The 18th-century German philosopher and critic Johann Gottfried Herder declared the artist Angelica Kauffman (1742-1807) to be ‘perhaps the most cultivated woman in Europe’. A no less fervent champion, Goethe, wrote that she was an artist ‘whom no other living painter can approach in taste and lightness of touch’. After she came to London, Joshua Reynolds admiringly dubbed her ‘Miss Angel’, and the Danish ambassador Graf Schönborn observed: ‘The whole world is Angelica mad.’

At the height of her fame Kauffman was the most celebrated artist in Europe. In 1762 she was elected to the academies of Bologna and Florence, and three years later she was inducted into Rome’s Accademia di San Luca.

In 1768, along with Mary Moser, she was one of just two women among the 36 founding members of the Royal Academy in London. They were represented in Johann Zoffany’s amusing 1771-2 painting of the assembled worthies preparing for a life-drawing class by two portraits on the wall (with Kauffman’s on the left), since their actual presence would have been indecorous given there were two nude male models in the studio.

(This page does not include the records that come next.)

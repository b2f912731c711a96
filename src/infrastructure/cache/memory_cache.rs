//! In-process QR artifact cache.

use super::service::{CacheResult, CacheService};
use async_trait::async_trait;
use dashmap::DashMap;
use std::sync::Arc;
use std::time::{Duration, Instant};
use tracing::debug;

#[derive(Debug, Clone)]
struct Entry {
    bytes: Vec<u8>,
    expires_at: Instant,
}

/// Thread-safe in-memory cache, used when Redis is not configured.
///
/// Backed by a `DashMap` so concurrent readers of different hashes do not contend.
/// Expired entries are dropped lazily on read.
#[derive(Debug, Clone)]
pub struct MemoryCache {
    inner: Arc<DashMap<String, Entry>>,
    default_ttl: Duration,
}

impl MemoryCache {
    pub fn new(default_ttl_seconds: u64) -> Self {
        debug!("Using in-memory QR cache");
        Self {
            inner: Arc::new(DashMap::new()),
            default_ttl: Duration::from_secs(default_ttl_seconds),
        }
    }

    /// Number of entries currently held, expired ones included.
    pub fn len(&self) -> usize {
        self.inner.len()
    }

    pub fn is_empty(&self) -> bool {
        self.inner.is_empty()
    }

    /// Returns true if a live entry exists for `hash`.
    pub fn contains(&self, hash: &str) -> bool {
        self.inner
            .get(hash)
            .is_some_and(|entry| entry.expires_at > Instant::now())
    }
}

#[async_trait]
impl CacheService for MemoryCache {
    async fn get_qr(&self, hash: &str) -> CacheResult<Option<Vec<u8>>> {
        let now = Instant::now();
        let hit = self
            .inner
            .get(hash)
            .filter(|entry| entry.expires_at > now)
            .map(|entry| entry.bytes.clone());

        if hit.is_none() {
            self.inner.remove_if(hash, |_, entry| entry.expires_at <= now);
        }

        Ok(hit)
    }

    async fn set_qr(&self, hash: &str, artifact: &[u8], ttl: Option<u64>) -> CacheResult<()> {
        let ttl = ttl.map(Duration::from_secs).unwrap_or(self.default_ttl);
        self.inner.insert(
            hash.to_string(),
            Entry {
                bytes: artifact.to_vec(),
                expires_at: Instant::now() + ttl,
            },
        );
        Ok(())
    }

    async fn invalidate(&self, hash: &str) -> CacheResult<()> {
        self.inner.remove(hash);
        Ok(())
    }

    async fn health_check(&self) -> bool {
        true
    }
}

Shamefully, there were no further female RAs until 1922. And despite the fact that Kauffman exhibited at all the academy’s annual exhibitions for most of the rest of her life, the institution has never before given her a solo show. Now the RA is redressing the balance with an attractive and enlightening exhibition curated by Bettina Baumgärtel.

Like some modern pop stars, Kauffman became so famous that she was known simply by her Christian name. This chimed nicely with the titles of sentimental novels of the era, such as Samuel Richardson’s Pamela and Fanny Burney’s Evelina.

Like these fictional heroines Kauffman was notionally raised in innocent rustic seclusion. Her father, Joseph, was a journeyman painter from the village of Schwarzenberg in the Bregenz Forest in Austria. He had met her mother while decorating a church in Chur, across the border in Switzerland. After Angelica was born there in 1741, the precocious artist did not visit Schwarzenberg until she was in her sixteenth year, and only twice more after that.